Helge Dohrmann (1939–1989) was a Danish politician who was one of the leading figures of the Progress Party. He was a long-term member of the Danish Parliament where he represented the party from 1973 to his death in 1989.

==Biography==
Dohrmann was born in Stepping on 22 February 1939. He worked as a contractor. He was elected to the parliament for the Progress Party from Southern Jutland region in December 1973 and served as a deputy until his death. In 1983 Dohrmann played a significant role in the continuation of the Danish cabinet led by Poul Schlüter. Schlüter and Dohrmann met at a Copenhagen restaurant named Rio Bravo where they reached an agreement about an upcoming law on children which has been known as the Rio Bravo settlement in the Danish political history.
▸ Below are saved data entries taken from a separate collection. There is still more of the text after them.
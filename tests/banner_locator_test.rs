//! Banner locating against canned page snapshots

mod common;

use std::time::Duration;

use bannerscrape::{DeviceProfile, locate};
use common::FakePage;
use serde_json::json;

const SETTLE: Duration = Duration::from_millis(2000);

fn img(src: &str, width: f64, height: f64) -> serde_json::Value {
    json!({ "src": src, "srcset": null, "width": width, "height": height })
}

#[tokio::test]
async fn background_container_wins_on_desktop() {
    let page = FakePage::new(json!({
        "images": [img("https://i.scdn.co/image/huge", 3000.0, 3000.0)],
        "background_container": "url(\"https://i.scdn.co/image/ab67618600000194header\")",
        "entity_image": null,
        "backgrounds": []
    }));

    let candidate = locate(&page, DeviceProfile::Desktop, SETTLE)
        .await
        .unwrap()
        .unwrap();
    assert_eq!(candidate.url, "https://i.scdn.co/image/ab67618600000194header");
    assert_eq!(page.waits.lock().unwrap().as_slice(), &[SETTLE]);
}

#[tokio::test]
async fn mobile_fast_path_precedes_background_container() {
    let snapshot = json!({
        "images": [
            img("https://i.scdn.co/image/ab67616100005174small", 100.0, 100.0),
            img("https://i.scdn.co/image/ab67616100005174wide", 375.0, 300.0)
        ],
        "background_container": "url(\"https://i.scdn.co/image/ab67618600000194header\")",
        "entity_image": null,
        "backgrounds": []
    });

    let mobile = locate(&FakePage::new(snapshot.clone()), DeviceProfile::Mobile, SETTLE)
        .await
        .unwrap()
        .unwrap();
    assert_eq!(mobile.url, "https://i.scdn.co/image/ab67616100005174wide");

    let desktop = locate(&FakePage::new(snapshot), DeviceProfile::Desktop, SETTLE)
        .await
        .unwrap()
        .unwrap();
    assert_eq!(desktop.url, "https://i.scdn.co/image/ab67618600000194header");
}

#[tokio::test]
async fn signature_sweep_then_largest_image_fallback() {
    let sweep = FakePage::new(json!({
        "images": [img("https://other.cdn/photo.jpg", 800.0, 600.0)],
        "backgrounds": [
            "url(\"https://i.scdn.co/image/unrelated\")",
            "linear-gradient(red, blue), url(\"https://i.scdn.co/image/ab67618600000194found\")"
        ]
    }));
    let found = locate(&sweep, DeviceProfile::Desktop, SETTLE)
        .await
        .unwrap()
        .unwrap();
    assert_eq!(found.url, "https://i.scdn.co/image/ab67618600000194found");

    let fallback = FakePage::new(json!({
        "images": [
            img("https://other.cdn/icon.png", 64.0, 64.0),
            img("https://other.cdn/photo.jpg", 800.0, 600.0)
        ]
    }));
    let found = locate(&fallback, DeviceProfile::Desktop, SETTLE)
        .await
        .unwrap()
        .unwrap();
    assert_eq!(found.url, "https://other.cdn/photo.jpg");
    assert_eq!(found.area_score, 480_000.0);
}

#[tokio::test]
async fn page_without_banner_yields_none() {
    let page = FakePage::new(json!({
        "images": [img("https://other.cdn/avatar.png", 200.0, 200.0)],
        "background_container": null,
        "entity_image": { "image": null, "background": null },
        "backgrounds": []
    }));

    for profile in [DeviceProfile::Desktop, DeviceProfile::Mobile] {
        assert!(locate(&page, profile, SETTLE).await.unwrap().is_none());
    }
}

#[tokio::test]
async fn malformed_snapshot_is_an_error() {
    let page = FakePage::new(json!("not an object"));
    assert!(locate(&page, DeviceProfile::Desktop, SETTLE).await.is_err());
}
//! Per-call browser sessions
//!
//! A [`BrowserSession`] owns one browser (local or remote), its CDP handler
//! task and, for local launches, its throwaway profile directory. Sessions are
//! closed explicitly with [`BrowserSession::close`]; `Drop` is only a fallback
//! that kills the handler and the profile.

pub mod backend;
pub mod page;
pub mod page_timeout;

use anyhow::{Context, Result};
use chromiumoxide::Page;
use chromiumoxide::browser::Browser;
use tokio::task::JoinHandle;
use tracing::{debug, info, warn};

use crate::browser_profile::BrowserProfile;
use crate::browser_setup::{connect_remote, launch_browser};
use crate::config::ExtractorConfig;
use crate::extraction::DeviceProfile;

pub use backend::ChromeBackend;
pub use page::{ChromePage, emulate_device, fetch_image, navigate, navigate_until_idle};
pub use page_timeout::with_page_timeout;

pub struct BrowserSession {
    browser: Browser,
    handler: JoinHandle<()>,
    // Declared last so the directory outlives the browser process
    profile: Option<BrowserProfile>,
    closed: bool,
}

impl BrowserSession {
    /// Connect to the remote endpoint when a token is configured, otherwise
    /// launch a local browser with a fresh profile.
    pub async fn open(config: &ExtractorConfig) -> Result<Self> {
        if let Some(token) = config.browserless_token() {
            let (browser, handler) = connect_remote(token).await?;
            return Ok(Self {
                browser,
                handler,
                profile: None,
                closed: false,
            });
        }

        let profile = BrowserProfile::create()?;
        let (browser, handler) = launch_browser(config.headless(), profile.path()).await?;
        Ok(Self {
            browser,
            handler,
            profile: Some(profile),
            closed: false,
        })
    }

    /// Open a blank tab emulating `profile`.
    pub async fn new_page(&self, profile: DeviceProfile) -> Result<Page> {
        let page = self
            .browser
            .new_page("about:blank")
            .await
            .context("Failed to create blank page")?;
        emulate_device(&page, profile).await?;
        Ok(page)
    }

    /// Close the browser, wait for it to exit and release the profile.
    ///
    /// Failures are logged rather than returned; a session is never reused.
    pub async fn close(mut self) {
        if let Err(e) = self.browser.close().await {
            warn!("Failed to close browser cleanly: {e}");
        }
        match self.browser.wait().await {
            Ok(_) => debug!("Browser process exited"),
            Err(e) => warn!("Failed to wait for browser exit: {e}"),
        }
        self.handler.abort();
        self.closed = true;
        info!("Browser session closed");
        // profile drops with self, after the process has exited
    }
}

impl Drop for BrowserSession {
    fn drop(&mut self) {
        if !self.closed {
            warn!("BrowserSession dropped without close - aborting handler");
            self.handler.abort();
            // Browser::drop kills a locally launched process
        }
    }
}
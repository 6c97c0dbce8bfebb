//! Serialized job dispatch with a cool-down between jobs
//!
//! A single worker task owns the receiving end of an unbounded channel and
//! runs jobs strictly one at a time in arrival order. After a job completes
//! the worker idles for the cool-down, but only if another job is already
//! waiting. Each caller awaits its own oneshot completion.

use std::sync::Arc;
use std::sync::atomic::{AtomicBool, AtomicU64, AtomicUsize, Ordering};
use std::time::Duration;

use async_trait::async_trait;
use tokio::sync::{mpsc, oneshot};
use tokio::task::JoinHandle;

use crate::extraction::{ErrorKind, ExtractionRequest, ExtractionResult};

/// Executes one dequeued job
#[async_trait]
pub trait JobRunner: Send + Sync + 'static {
    async fn run(&self, request: ExtractionRequest) -> ExtractionResult;
}

struct QueueJob {
    id: u64,
    request: ExtractionRequest,
    completion: oneshot::Sender<ExtractionResult>,
}

/// FIFO queue feeding a single worker
pub struct DispatchQueue {
    tx: mpsc::UnboundedSender<QueueJob>,
    next_id: AtomicU64,
    /// Jobs submitted and not yet completed, including the running one
    pending: Arc<AtomicUsize>,
    draining: Arc<AtomicBool>,
    worker_handle: JoinHandle<()>,
}

impl DispatchQueue {
    /// Spawn the worker. Must be called from within a Tokio runtime.
    pub fn new(runner: Arc<dyn JobRunner>, cooldown: Duration) -> Self {
        let (tx, rx) = mpsc::unbounded_channel();
        let pending = Arc::new(AtomicUsize::new(0));
        let draining = Arc::new(AtomicBool::new(false));

        let worker_handle = tokio::spawn(Self::worker_loop(
            runner,
            cooldown,
            rx,
            Arc::clone(&pending),
            Arc::clone(&draining),
        ));

        Self {
            tx,
            next_id: AtomicU64::new(1),
            pending,
            draining,
            worker_handle,
        }
    }

    /// Enqueue a request and wait for its terminal result.
    pub async fn submit(&self, request: ExtractionRequest) -> ExtractionResult {
        let (completion, response_rx) = oneshot::channel();
        let id = self.next_id.fetch_add(1, Ordering::Relaxed);

        self.pending.fetch_add(1, Ordering::SeqCst);
        let job = QueueJob {
            id,
            request,
            completion,
        };
        if self.tx.send(job).is_err() {
            self.pending.fetch_sub(1, Ordering::SeqCst);
            return ExtractionResult::failure(ErrorKind::ProcessingError(
                "Dispatch worker is not running".to_string(),
            ));
        }
        log::debug!(target: "bannerscrape::queue", "Job {id} queued");

        response_rx.await.unwrap_or_else(|_| {
            ExtractionResult::failure(ErrorKind::ProcessingError(
                "Dispatch worker dropped the job".to_string(),
            ))
        })
    }

    /// Jobs waiting or running
    #[must_use]
    pub fn pending(&self) -> usize {
        self.pending.load(Ordering::SeqCst)
    }

    /// Whether the worker is between the first job of a burst and the
    /// moment the queue runs empty
    #[must_use]
    pub fn is_draining(&self) -> bool {
        self.draining.load(Ordering::SeqCst)
    }

    async fn worker_loop(
        runner: Arc<dyn JobRunner>,
        cooldown: Duration,
        mut rx: mpsc::UnboundedReceiver<QueueJob>,
        pending: Arc<AtomicUsize>,
        draining: Arc<AtomicBool>,
    ) {
        log::debug!(target: "bannerscrape::queue", "Dispatch worker started");

        while let Some(job) = rx.recv().await {
            draining.store(true, Ordering::SeqCst);
            let QueueJob {
                id,
                request,
                completion,
            } = job;

            log::info!(
                target: "bannerscrape::queue",
                "Job {id} running: {} ({})",
                request.raw_artist_url,
                request.device_profile
            );
            let result = Self::run_isolated(&runner, request).await;
            match result.error() {
                None => log::info!(target: "bannerscrape::queue", "Job {id} completed"),
                Some(reason) => {
                    log::warn!(target: "bannerscrape::queue", "Job {id} failed: {reason}");
                }
            }

            let remaining = pending.fetch_sub(1, Ordering::SeqCst).saturating_sub(1);
            if completion.send(result).is_err() {
                log::debug!(target: "bannerscrape::queue", "Job {id} caller went away");
            }

            if remaining > 0 {
                log::info!(
                    target: "bannerscrape::queue",
                    "Cooling down for {cooldown:?} before next job ({remaining} waiting)"
                );
                tokio::time::sleep(cooldown).await;
            } else {
                draining.store(false, Ordering::SeqCst);
                log::debug!(target: "bannerscrape::queue", "Queue drained");
            }
        }

        log::debug!(target: "bannerscrape::queue", "Dispatch worker stopped");
    }

    /// Run a job on its own task so a panic becomes a failed result instead
    /// of killing the worker.
    async fn run_isolated(runner: &Arc<dyn JobRunner>, request: ExtractionRequest) -> ExtractionResult {
        let runner = Arc::clone(runner);
        match tokio::spawn(async move { runner.run(request).await }).await {
            Ok(result) => result,
            Err(join_error) => {
                let message = if join_error.is_panic() {
                    panic_message(join_error.into_panic())
                } else {
                    "job was cancelled".to_string()
                };
                ExtractionResult::failure(ErrorKind::ProcessingError(message))
            }
        }
    }
}

impl Drop for DispatchQueue {
    fn drop(&mut self) {
        self.worker_handle.abort();
    }
}

fn panic_message(payload: Box<dyn std::any::Any + Send>) -> String {
    if let Some(message) = payload.downcast_ref::<&str>() {
        (*message).to_string()
    } else if let Some(message) = payload.downcast_ref::<String>() {
        message.clone()
    } else {
        "job panicked".to_string()
    }
}
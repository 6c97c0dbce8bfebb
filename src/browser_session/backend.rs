//! [`BannerBackend`] driving a real browser

use std::sync::Arc;

use anyhow::Result;
use async_trait::async_trait;
use tracing::info;

use super::BrowserSession;
use super::page::{ChromePage, fetch_image, navigate_until_idle};
use crate::banner_locator::{self, BannerCandidate};
use crate::config::ExtractorConfig;
use crate::extraction::{BannerBackend, DeviceProfile, FetchedImage};

/// Opens a fresh [`BrowserSession`] for every call and always closes it
#[derive(Debug, Clone)]
pub struct ChromeBackend {
    config: Arc<ExtractorConfig>,
}

impl ChromeBackend {
    #[must_use]
    pub fn new(config: Arc<ExtractorConfig>) -> Self {
        Self { config }
    }
}

#[async_trait]
impl BannerBackend for ChromeBackend {
    async fn locate_banner(
        &self,
        canonical_url: &str,
        profile: DeviceProfile,
    ) -> Result<Option<BannerCandidate>> {
        info!("Navigating to {canonical_url} ({profile} version)");
        let session = BrowserSession::open(&self.config).await?;

        let outcome = async {
            let page = session.new_page(profile).await?;
            navigate_until_idle(&page, canonical_url, self.config.navigation_timeout()).await?;
            let rendered = ChromePage::new(&page, self.config.ready_timeout());
            banner_locator::locate(&rendered, profile, self.config.settle_delay()).await
        }
        .await;

        session.close().await;
        outcome
    }

    async fn fetch_image(
        &self,
        image_url: &str,
        accept: &str,
        profile: DeviceProfile,
    ) -> Result<FetchedImage> {
        let session = BrowserSession::open(&self.config).await?;

        let outcome = async {
            let page = session.new_page(profile).await?;
            fetch_image(&page, image_url, accept, self.config.navigation_timeout()).await
        }
        .await;

        session.close().await;
        outcome
    }
}
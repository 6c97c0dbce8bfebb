pub mod banner_downloader;
pub mod banner_locator;
pub mod browser_profile;
pub mod browser_session;
pub mod browser_setup;
pub mod config;
pub mod dispatch_queue;
pub mod extraction;
pub mod server;
pub mod utils;

pub use banner_locator::{BannerCandidate, PageSnapshot, RenderedPage, locate};
pub use browser_session::{BrowserSession, ChromeBackend};
pub use browser_setup::{connect_remote, download_managed_browser, find_browser_executable, launch_browser};
pub use config::{ExtractorConfig, ExtractorConfigBuilder};
pub use dispatch_queue::{DispatchQueue, JobRunner};
pub use extraction::{
    BannerBackend, BannerData, BannerExtractor, BannerService, DeviceProfile, ErrorKind,
    ExtractionRequest, ExtractionResult, FetchedImage,
};
pub use utils::{extract_artist_id, normalize, normalize_cdn_url};
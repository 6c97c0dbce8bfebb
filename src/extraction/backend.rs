//! Browser-facing seam of the extraction pipeline

use anyhow::Result;
use async_trait::async_trait;

use super::types::DeviceProfile;
use crate::banner_locator::BannerCandidate;

/// Raw response of an image fetch
#[derive(Debug, Clone, Default)]
pub struct FetchedImage {
    /// HTTP status of the response
    pub status: u16,
    /// Declared `Content-Type`, if any
    pub content_type: Option<String>,
    pub bytes: Vec<u8>,
}

impl FetchedImage {
    #[must_use]
    pub fn is_success(&self) -> bool {
        (200..300).contains(&self.status)
    }
}

/// Everything the pipeline needs from a browser
///
/// Every call owns its browser session end to end: nothing leaks between
/// calls, whether they succeed or fail.
#[async_trait]
pub trait BannerBackend: Send + Sync {
    /// Render `canonical_url` under `profile` and locate the banner.
    async fn locate_banner(
        &self,
        canonical_url: &str,
        profile: DeviceProfile,
    ) -> Result<Option<BannerCandidate>>;

    /// Fetch an image through the browser, sending `accept` as the Accept header.
    async fn fetch_image(
        &self,
        image_url: &str,
        accept: &str,
        profile: DeviceProfile,
    ) -> Result<FetchedImage>;
}
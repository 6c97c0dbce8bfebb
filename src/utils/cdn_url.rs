//! Image CDN URL canonicalization.

use url::Url;

use super::constants::{ALTERNATE_IMAGE_HOSTS, CANONICAL_IMAGE_HOST, CDN_WIDTH_PARAM};

/// Rewrite an image URL to the canonical CDN host and request a wider rendition.
///
/// Alternate CDN hosts are replaced with [`CANONICAL_IMAGE_HOST`]. When
/// `desired_width` is given and the URL has no width parameter yet, one is
/// appended. Input that does not parse as an http(s) URL is returned unchanged,
/// so this never fails. Applying it twice gives the same result as once.
#[must_use]
pub fn normalize_cdn_url(url: &str, desired_width: Option<u32>) -> String {
    let Ok(mut parsed) = Url::parse(url) else {
        return url.to_string();
    };
    if !matches!(parsed.scheme(), "http" | "https") {
        return url.to_string();
    }

    let is_alternate_host = parsed.host_str().is_some_and(|host| {
        ALTERNATE_IMAGE_HOSTS
            .iter()
            .any(|alt| host.eq_ignore_ascii_case(alt))
    });
    if is_alternate_host && parsed.set_host(Some(CANONICAL_IMAGE_HOST)).is_err() {
        return url.to_string();
    }

    if let Some(width) = desired_width {
        let has_width = parsed.query_pairs().any(|(key, _)| key == CDN_WIDTH_PARAM);
        if !has_width {
            parsed
                .query_pairs_mut()
                .append_pair(CDN_WIDTH_PARAM, &width.to_string());
        }
    }

    parsed.to_string()
}

#[cfg(test)]
mod tests {
    use super::*;

    #[test]
    fn rewrites_alternate_hosts() {
        for host in ALTERNATE_IMAGE_HOSTS {
            let input = format!("https://{host}/image/ab67618600000194abc");
            assert_eq!(
                normalize_cdn_url(&input, None),
                "https://i.scdn.co/image/ab67618600000194abc"
            );
        }
    }

    #[test]
    fn appends_width_only_once() {
        let once = normalize_cdn_url("https://i.scdn.co/image/abc", Some(2560));
        assert_eq!(once, "https://i.scdn.co/image/abc?w=2560");
        assert_eq!(normalize_cdn_url(&once, Some(640)), once);
    }

    #[test]
    fn keeps_existing_width_and_query() {
        let input = "https://image-cdn-fa.spotifycdn.com/image/abc?w=1280&format=webp";
        assert_eq!(
            normalize_cdn_url(input, Some(2560)),
            "https://i.scdn.co/image/abc?w=1280&format=webp"
        );
    }

    #[test]
    fn leaves_unparseable_input_alone() {
        assert_eq!(normalize_cdn_url("not a url", Some(100)), "not a url");
        assert_eq!(
            normalize_cdn_url("data:image/png;base64,AAAA", Some(100)),
            "data:image/png;base64,AAAA"
        );
    }
}
pub mod artist_url;
pub mod cdn_url;
pub mod constants;

pub use artist_url::{NormalizedArtistRef, extract_artist_id, normalize, normalize_artist};
pub use cdn_url::normalize_cdn_url;
pub use constants::*;
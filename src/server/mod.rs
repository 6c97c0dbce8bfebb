//! HTTP transport
//!
//! `POST /api/extractbanner` runs an extraction through the shared
//! [`BannerService`], `GET /api/health` is a liveness probe and `/images`
//! serves persisted banners.

use std::path::Path;
use std::sync::Arc;

use axum::extract::rejection::JsonRejection;
use axum::extract::{Json, State};
use axum::http::StatusCode;
use axum::response::{IntoResponse, Response};
use axum::routing::{get, post};
use axum::Router;
use serde::{Deserialize, Serialize};
use serde_json::json;
use tokio::net::TcpListener;
use tower_http::cors::CorsLayer;
use tower_http::services::ServeDir;
use tower_http::trace::TraceLayer;

use crate::extraction::{BannerData, BannerService, DeviceProfile, ExtractionResult, IMAGES_ROUTE};

pub const HEALTH_PATH: &str = "/api/health";
pub const EXTRACT_PATH: &str = "/api/extractbanner";

#[derive(Clone)]
struct AppState {
    service: Arc<BannerService>,
}

#[derive(Debug, Default, Deserialize)]
#[serde(rename_all = "camelCase")]
struct ExtractBannerBody {
    #[serde(default)]
    artist_url: Option<String>,
    #[serde(default, alias = "deviceType")]
    device_profile: Option<String>,
}

#[derive(Debug, Serialize)]
#[serde(untagged)]
enum ExtractBannerResponse {
    Success { success: bool, data: BannerData },
    Failure { success: bool, error: String },
}

impl ExtractBannerResponse {
    fn failure(error: impl Into<String>) -> Self {
        Self::Failure {
            success: false,
            error: error.into(),
        }
    }
}

impl IntoResponse for ExtractBannerResponse {
    fn into_response(self) -> Response {
        let status = match &self {
            Self::Success { .. } => StatusCode::OK,
            Self::Failure { .. } => StatusCode::BAD_REQUEST,
        };
        (status, Json(self)).into_response()
    }
}

impl From<ExtractionResult> for ExtractBannerResponse {
    fn from(result: ExtractionResult) -> Self {
        match result {
            ExtractionResult::Success(data) => Self::Success {
                success: true,
                data,
            },
            ExtractionResult::Failure { reason } => Self::failure(reason.to_string()),
        }
    }
}

/// Build the application router.
pub fn build_router(service: Arc<BannerService>, images_dir: &Path) -> Router {
    Router::new()
        .route(HEALTH_PATH, get(health))
        .route(EXTRACT_PATH, post(extract_banner))
        .nest_service(IMAGES_ROUTE, ServeDir::new(images_dir))
        .layer(CorsLayer::permissive())
        .layer(TraceLayer::new_for_http())
        .with_state(AppState { service })
}

/// Serve `router` until Ctrl-C.
pub async fn serve(listener: TcpListener, router: Router) -> anyhow::Result<()> {
    axum::serve(listener, router)
        .with_graceful_shutdown(shutdown_signal())
        .await?;
    Ok(())
}

async fn shutdown_signal() {
    if let Err(e) = tokio::signal::ctrl_c().await {
        tracing::error!("Failed to install Ctrl-C handler: {e}");
        std::future::pending::<()>().await;
    }
    tracing::info!("Shutdown signal received");
}

async fn health() -> impl IntoResponse {
    Json(json!({ "status": "Server is running" }))
}

async fn extract_banner(
    State(state): State<AppState>,
    body: Result<Json<ExtractBannerBody>, JsonRejection>,
) -> ExtractBannerResponse {
    let body = match body {
        Ok(Json(body)) => body,
        Err(JsonRejection::MissingJsonContentType(_)) => ExtractBannerBody::default(),
        Err(rejection) => {
            tracing::warn!("Rejected extraction body: {}", rejection.body_text());
            return ExtractBannerResponse::failure(rejection.body_text());
        }
    };

    let Some(artist_url) = body
        .artist_url
        .as_deref()
        .map(str::trim)
        .filter(|url| !url.is_empty())
    else {
        return ExtractBannerResponse::failure("No artist URL provided");
    };

    let profile = match body.device_profile.as_deref() {
        None => DeviceProfile::default(),
        Some(raw) => match raw.parse::<DeviceProfile>() {
            Ok(profile) => profile,
            Err(message) => return ExtractBannerResponse::failure(message),
        },
    };

    tracing::info!("Extraction requested for {artist_url} ({profile})");
    state.service.extract(artist_url, profile).await.into()
}
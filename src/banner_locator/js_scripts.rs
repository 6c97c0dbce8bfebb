//! JavaScript evaluation scripts
//!
//! Evaluated inside the rendered artist page.

/// Reports whether the document and its images have finished loading
pub const READY_STATE_SCRIPT: &str = r"
    (() => ({
        readyState: document.readyState,
        imagesLoaded: Array.from(document.images).every(img => img.complete),
        bodyExists: document.body !== null
    }))()
";

/// Collects every signal the banner strategies need in one round trip
pub const SNAPSHOT_SCRIPT: &str = r#"
    (() => {
        const describeImage = (img) => {
            const rect = img.getBoundingClientRect();
            return {
                src: img.src || '',
                srcset: img.getAttribute('srcset') || null,
                width: rect.width,
                height: rect.height
            };
        };

        const backgroundOf = (el) => {
            const bg = window.getComputedStyle(el).backgroundImage;
            return bg && bg !== 'none' ? bg : null;
        };

        const images = Array.from(document.querySelectorAll('img'))
            .filter(img => img.src)
            .map(describeImage);

        const backgroundEl = document.querySelector('div[data-testid="background-image"]');

        const entityEl = document.querySelector('div[data-testid="entity-image"]');
        let entity = null;
        if (entityEl) {
            const img = entityEl.querySelector('img');
            entity = {
                image: img && img.src ? describeImage(img) : null,
                background: backgroundOf(entityEl)
            };
        }

        const backgrounds = [];
        for (const el of document.querySelectorAll('*')) {
            const bg = backgroundOf(el);
            if (bg && bg.includes('url(')) {
                backgrounds.push(bg);
            }
        }

        return {
            images,
            background_container: backgroundEl ? backgroundOf(backgroundEl) : null,
            entity_image: entity,
            backgrounds,
            base_uri: document.baseURI
        };
    })()
"#;

/// Hides the automation flag before any page script runs
pub const WEBDRIVER_STEALTH_SCRIPT: &str = r"
    Object.defineProperty(navigator, 'webdriver', {
        get: () => false
    });
";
During this period Dohrmann was the leader of the parliamentary group of Progress Party. Although the party leader was Pia Kjærsgaard, she shared the party leadership with Dohrmann until 1988 during which the party significantly increased its support. Its support decreased from 1988 when Kjærsgaard became the sole leader of the party.

Dohrmann died on 19 September 1989.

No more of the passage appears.